Captain Phillips (12A)
dir: Paul Greengrass
At the start of Captain Phillips, which is based on real events from 2009, a pair of hardworking and dedicated men of the sea set off for another ordinary day at work, thousands of miles apart. One is Rich Phillips (Tom Hanks), who wears a frosted beard on his stony face. He peers at his schedule: he will be guiding the crew and cargo of the Maersk Alabama through hazardous waters to Mombasa. There is no course he can take that will avoid the threat of piracy entirely. His wife (Catherine Keener) accompanies him on his drive to the docks. They chit-chat about their children, but there’s a stilted quality to their conversation – it’s the way people talk when they’re trying not to mention what’s niggling them.

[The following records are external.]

//! Redemption engine: the only place the stores, the ledger, the challenge
//! registry, and the guild meet.
//!
//! A redemption runs under the identity's ledger lock and follows a fixed
//! order: ledger check, CAPTCHA gate, credential check, then ledger update
//! and audit. A throttled or locked identity never reaches the credential
//! store.

use std::sync::Arc;

use tokengate_common::{
    AuditEvent, AuditSeverity, ChannelId, GateError, GuildConfig, LockoutView, RoleId,
    StatsSnapshot, UserId,
};

use tokengate_common::constants::MAX_TOKEN_LEN;

use crate::captcha::ChallengeRegistry;
use crate::credentials::{CredentialStore, fingerprint};
use crate::guild_config::GuildConfigStore;
use crate::ledger::{Decision, SecurityLedger};
use crate::platform::Guild;

/// PNG challenge attached to an outcome
#[derive(Debug, Clone, PartialEq, Eq)]
pub struct ChallengeImage {
    pub png: Vec<u8>,
    pub expires_at: i64,
}

/// Result of one redemption attempt
#[derive(Debug, Clone, PartialEq, Eq)]
pub enum Outcome {
    /// Token consumed; `granted` are the roles that still exist in the guild
    Success { granted: Vec<RoleId> },

    /// Timeout window active
    Throttled { retry_after_secs: i64 },

    /// Hard-locked until an administrator resets the identity
    PermanentlyLocked,

    /// Solve the attached challenge and resubmit
    ChallengeRequired { challenge: ChallengeImage },

    /// Token unknown or bound to someone else (indistinguishable to the caller).
    /// Carries the next challenge once the identity is past the threshold.
    InvalidToken {
        failures: u32,
        hard_locked: bool,
        challenge: Option<ChallengeImage>,
    },
}

impl Outcome {
    /// User-facing message
    pub fn message(&self) -> String {
        match self {
            Self::Success { .. } => "🔓 Success.".to_string(),
            Self::Throttled { retry_after_secs } => format!("⏳ Wait {retry_after_secs}s."),
            Self::PermanentlyLocked => "❌ **LOCKED.** Contact Owner.".to_string(),
            Self::ChallengeRequired { .. } => "⚠️ Solve captcha:".to_string(),
            Self::InvalidToken { failures, .. } => format!("❌ Invalid. Fail count: {failures}"),
        }
    }

    /// The error this outcome corresponds to, if it is a rejection
    pub fn rejection(&self) -> Option<GateError> {
        match self {
            Self::Throttled { retry_after_secs } => Some(GateError::RateLimited(*retry_after_secs)),
            Self::PermanentlyLocked => Some(GateError::Locked),
            Self::InvalidToken { .. } => Some(GateError::InvalidCredential),
            Self::Success { .. } | Self::ChallengeRequired { .. } => None,
        }
    }
}

pub struct RedemptionEngine {
    credentials: Box<dyn CredentialStore>,
    guild_config: GuildConfigStore,
    ledger: SecurityLedger,
    challenges: ChallengeRegistry,
    guild: Arc<dyn Guild>,
}

impl RedemptionEngine {
    pub fn new(
        credentials: Box<dyn CredentialStore>,
        guild_config: GuildConfigStore,
        ledger: SecurityLedger,
        challenges: ChallengeRegistry,
        guild: Arc<dyn Guild>,
    ) -> Self {
        Self {
            credentials,
            guild_config,
            ledger,
            challenges,
            guild,
        }
    }

    /// Redeem `token` for `identity` at the current time.
    ///
    /// The attempt runs on its own task: once started it completes even if
    /// the caller is dropped, so a consumed token is always either granted
    /// or restored.
    pub async fn redeem(
        self: &Arc<Self>,
        identity: UserId,
        token: &str,
        answer: Option<&str>,
    ) -> Result<Outcome, GateError> {
        let engine = Arc::clone(self);
        let token = token.to_string();
        let answer = answer.map(str::to_string);

        tokio::spawn(async move {
            let now = chrono::Utc::now().timestamp();
            engine.redeem_at(identity, &token, answer.as_deref(), now).await
        })
        .await
        .map_err(|e| GateError::Internal(format!("redemption task failed: {e}")))?
    }

    pub async fn redeem_at(
        &self,
        identity: UserId,
        token: &str,
        answer: Option<&str>,
        now: i64,
    ) -> Result<Outcome, GateError> {
        let mut guard = self.ledger.lock(identity).await;

        match guard.check(now) {
            Decision::Locked => return Ok(Outcome::PermanentlyLocked),
            Decision::Wait(secs) => {
                return Ok(Outcome::Throttled {
                    retry_after_secs: secs,
                });
            }
            Decision::Allow => {}
        }

        let token = token.trim();
        if token.is_empty() || token.len() > MAX_TOKEN_LEN {
            return Err(GateError::InvalidInput("malformed token".to_string()));
        }

        if guard.requires_challenge() {
            let solved = match answer {
                Some(answer) => self.challenges.verify(identity, answer, now).await,
                None => false,
            };
            if !solved {
                let challenge = self.issue_challenge(identity, now).await?;
                return Ok(Outcome::ChallengeRequired { challenge });
            }
        }

        let config = self.guild_config.get().await;

        if self.credentials.redeem(token, identity).await? {
            let granted = match self.grant_staff_roles(identity, &config).await {
                Ok(granted) => granted,
                Err(e) => {
                    if let Err(restore) = self.credentials.restore(token, identity).await {
                        tracing::error!(
                            identity = %identity,
                            token = %fingerprint(token),
                            error = %restore,
                            "Failed to restore token after role grant failure"
                        );
                    }
                    return Err(e);
                }
            };

            guard.record_success();
            self.challenges.clear(identity).await;
            drop(guard);

            let name = self.display_name(identity).await;
            self.audit(
                &config,
                AuditEvent::new(
                    AuditSeverity::Info,
                    format!("{name} redeemed a staff token ({} roles granted)", granted.len()),
                ),
            )
            .await;

            return Ok(Outcome::Success { granted });
        }

        let record = guard.record_failure(now);
        let challenge = if self.ledger.policy().requires_challenge(&record)
            && !record.hard_locked
            && record.remaining_timeout(now).is_none()
        {
            // The failure is already recorded; a rendering error must not hide it
            self.issue_challenge(identity, now)
                .await
                .inspect_err(|e| tracing::error!(identity = %identity, error = %e, "Challenge rendering failed"))
                .ok()
        } else {
            None
        };
        drop(guard);

        let hard_lock = self.ledger.policy().hard_lock_threshold;
        let severity = if record.hard_locked {
            AuditSeverity::Critical
        } else {
            AuditSeverity::Warning
        };
        let name = self.display_name(identity).await;
        self.audit(
            &config,
            AuditEvent::new(
                severity,
                format!("{name} failed token ({}/{hard_lock})", record.failures),
            ),
        )
        .await;

        Ok(Outcome::InvalidToken {
            failures: record.failures,
            hard_locked: record.hard_locked,
            challenge,
        })
    }

    async fn issue_challenge(&self, identity: UserId, now: i64) -> Result<ChallengeImage, GateError> {
        let issued = self.challenges.issue(identity, now).await?;
        Ok(ChallengeImage {
            png: issued.png,
            expires_at: issued.expires_at,
        })
    }

    /// Grant every configured staff role that still exists in the guild
    async fn grant_staff_roles(
        &self,
        identity: UserId,
        config: &GuildConfig,
    ) -> Result<Vec<RoleId>, GateError> {
        if config.staff_roles.is_empty() {
            return Ok(Vec::new());
        }

        let existing = self.guild.existing_roles().await?;
        let (granted, missing): (Vec<RoleId>, Vec<RoleId>) = config
            .staff_roles
            .iter()
            .partition(|role| existing.contains(role));

        if !missing.is_empty() {
            tracing::warn!(missing = ?missing, "Configured staff roles no longer exist");
        }
        if !granted.is_empty() {
            self.guild.grant_roles(identity, &granted).await?;
        }
        Ok(granted)
    }

    async fn display_name(&self, identity: UserId) -> String {
        match self.guild.display_name(identity).await {
            Ok(name) => name,
            Err(e) => {
                tracing::debug!(identity = %identity, error = %e, "Display name lookup failed");
                identity.to_string()
            }
        }
    }

    /// Emit to tracing and, when configured, to the log channel
    async fn audit(&self, config: &GuildConfig, event: AuditEvent) {
        match event.severity {
            AuditSeverity::Critical => tracing::error!(target: "audit", "{}", event.message),
            AuditSeverity::Warning => tracing::warn!(target: "audit", "{}", event.message),
            AuditSeverity::Info => tracing::info!(target: "audit", "{}", event.message),
        }

        let Some(channel) = config.log_channel else {
            return;
        };
        if let Err(e) = self.guild.send_audit(channel, &event).await {
            tracing::warn!(channel = %channel, error = %e, "Audit delivery failed");
        }
    }

    // === Administrative operations ===

    async fn require_elevated(&self, actor: UserId) -> Result<(), GateError> {
        if self.guild.is_administrator(actor).await? {
            Ok(())
        } else {
            Err(GateError::Forbidden("administrator permission required".to_string()))
        }
    }

    async fn require_owner(&self, actor: UserId) -> Result<(), GateError> {
        if self.guild.is_owner(actor).await? {
            Ok(())
        } else {
            Err(GateError::Forbidden("only the guild owner can do this".to_string()))
        }
    }

    /// Mint a token for `target`, to be delivered out-of-band
    pub async fn issue_token(&self, actor: UserId, target: UserId) -> Result<String, GateError> {
        self.require_elevated(actor).await?;
        let token = self.credentials.issue(target).await?;

        let config = self.guild_config.get().await;
        let (actor_name, target_name) = (self.display_name(actor).await, self.display_name(target).await);
        self.audit(
            &config,
            AuditEvent::new(
                AuditSeverity::Info,
                format!("{actor_name} issued a staff token for {target_name}"),
            ),
        )
        .await;

        Ok(token)
    }

    /// Clear `target`'s ledger entry, lifting any timeout or hard-lock
    pub async fn reset(&self, actor: UserId, target: UserId) -> Result<(), GateError> {
        self.require_elevated(actor).await?;
        self.ledger.reset(target).await;

        let config = self.guild_config.get().await;
        let (actor_name, target_name) = (self.display_name(actor).await, self.display_name(target).await);
        self.audit(
            &config,
            AuditEvent::new(
                AuditSeverity::Info,
                format!("{actor_name} reset token failures for {target_name}"),
            ),
        )
        .await;
        Ok(())
    }

    /// Add a staff role. Returns false if it was already configured.
    pub async fn configure_role(&self, actor: UserId, role: RoleId) -> Result<bool, GateError> {
        self.require_owner(actor).await?;
        self.guild_config.add_staff_role(role).await
    }

    pub async fn configure_log_channel(
        &self,
        actor: UserId,
        channel: ChannelId,
    ) -> Result<(), GateError> {
        self.require_owner(actor).await?;
        self.guild_config.set_log_channel(channel).await
    }

    /// Ledger view of `target`
    pub async fn inspect(&self, actor: UserId, target: UserId) -> Result<LockoutView, GateError> {
        self.require_elevated(actor).await?;

        let record = self.ledger.snapshot(target).await;
        let now = chrono::Utc::now().timestamp();
        Ok(LockoutView {
            identity: target,
            state: self.ledger.policy().state(&record),
            record,
            retry_after_secs: record.remaining_timeout(now),
        })
    }

    pub async fn stats(&self, actor: UserId) -> Result<StatsSnapshot, GateError> {
        self.require_elevated(actor).await?;

        let (tracked, hard_locked) = self.ledger.counts().await;
        Ok(StatsSnapshot {
            outstanding_tokens: self.credentials.len().await?,
            tracked_identities: tracked,
            hard_locked,
            outstanding_challenges: self.challenges.len().await as u64,
            staff_roles: self.guild_config.get().await.staff_roles.len() as u64,
        })
    }

    /// Purge expired challenges and idle ledger records
    pub async fn sweep(&self, now: i64) -> (usize, usize) {
        let challenges = self.challenges.purge_expired(now).await;
        let records = self.ledger.prune().await;
        (challenges, records)
    }

    /// Credential backend reachable
    pub async fn ready(&self) -> bool {
        self.credentials.ping().await
    }
}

The other man preparing for work is Muse (Barkhad Abdi). A ragtag crew is being assembled at dawn on the Somali coast for a campaign against any of the large vessels attempting to cross the waters off the Horn of Africa. “When you get a big ship,” he is told, “you get paid.” He has heavy-lidded eyes and a slack jaw from a mouth overcrowded with protuberant teeth, but his dazed appearance belies his determination. The film establishes his parity with Phillips early on, cross-cutting between these two men going about their daily duties – Muse repairing the conked-out engine on his rinkydink speedboat while Phillips puts his crew through a piracy drill.
The tasks don’t always tally. Where Phillips chides his crew for extending their coffee break, Muse establishes his supremacy by clonking a rival on the nut with a wrench. Still, the point is well made, and characteristic of the director Paul Greengrass, best known for the middle two of the four Bourne thrillers. In United 93, his democratic approach even extended to showing how jittery the 9/11 hijackers must have been.
By the time Muse and his cohorts are closing in, the shortfall in scale between the vessels no longer registers. Phillips and his men have flares and water cannon to repel invaders. Their opponents have guns and the more pressing economic imperative. On the Somalis’ makeshift radar, Phillips’s ship is a puny green dot no harder to consume than a Pac-Man pellet.
Once the pirates have boarded, the visual repertoire switches from giddy seascapes to charged and sweaty close-ups. Eyeball to eyeball with Phillips on the bridge of the ship, Muse purrs: “It’s just business.” Counting out the money from the safe, he mutters through the side of his mouth: “Taxes.” Not that he will content himself with loose change. Having discovered that they’ve taken an American ship, the pirates whoop ecstatically. All they have to do is sit tight and wait for the insurance man to pitch up with a briefcase of cash. People in Somalia must not have seen very many heist movies.
Greengrass is less beholden to convention than most directors but there is still an action movie vocabulary (the rumbling, bass-heavy score imitating a heartbeat, the repeated cutaways to military manoeuvres on dry land) that he could train himself to do without. The ideal to aspire to here is Paul Schrader’s Patty Hearst, where, for a large chunk of the movie, we are as much in the dark as the title character. And while it’s commendably frugal to limit our glimpses of Phillips’s wife to one scene at the start of the film, that restraint could have been extended to the rest of the story. I’d rather join the US navy Seals than see any more shots of them screeching across the tarmac in Humvees, boarding a plane, jumping from their plane, bobbing around in the sea, readying their sniper rifles. We know they’re out there. Let’s take that stuff as read.
The core of the drama lies in the exchanges between Phillips and Muse, though even there the script often lets them down. The screenwriter Billy Ray displays a special fondness for portentous repetition. Asked by Phillips whether there isn’t some way of making a living other than fishing or piracy, Muse responds: “Maybe in America there is.” Pause. “Maybe in America.” At a moment of high drama, Phillips assures his captor: “You’re not just a fisherman! You’re not just a fisherman!” We hear you, we hear you.
There is still an authenticity to the performances that mannered writing cannot undo. This is Abdi’s first film, but if his nerves were frazzled during shooting he parlayed that anxiety into the performance; at special moments of tension, he appears to be sizzling exuberantly like a firework. Greengrass occasionally likes to shoot Hanks from below in the manner of a Mount Rushmore sculpture, but Hanks has earned it. He spends most of the film silent and composed, which makes it all the more upsetting when he begins to suffer visibly. He’s simply not one of those actors whom we are happy to see subjected to violence or extreme distress. He’s not Mel Gibson, for heaven’s sake.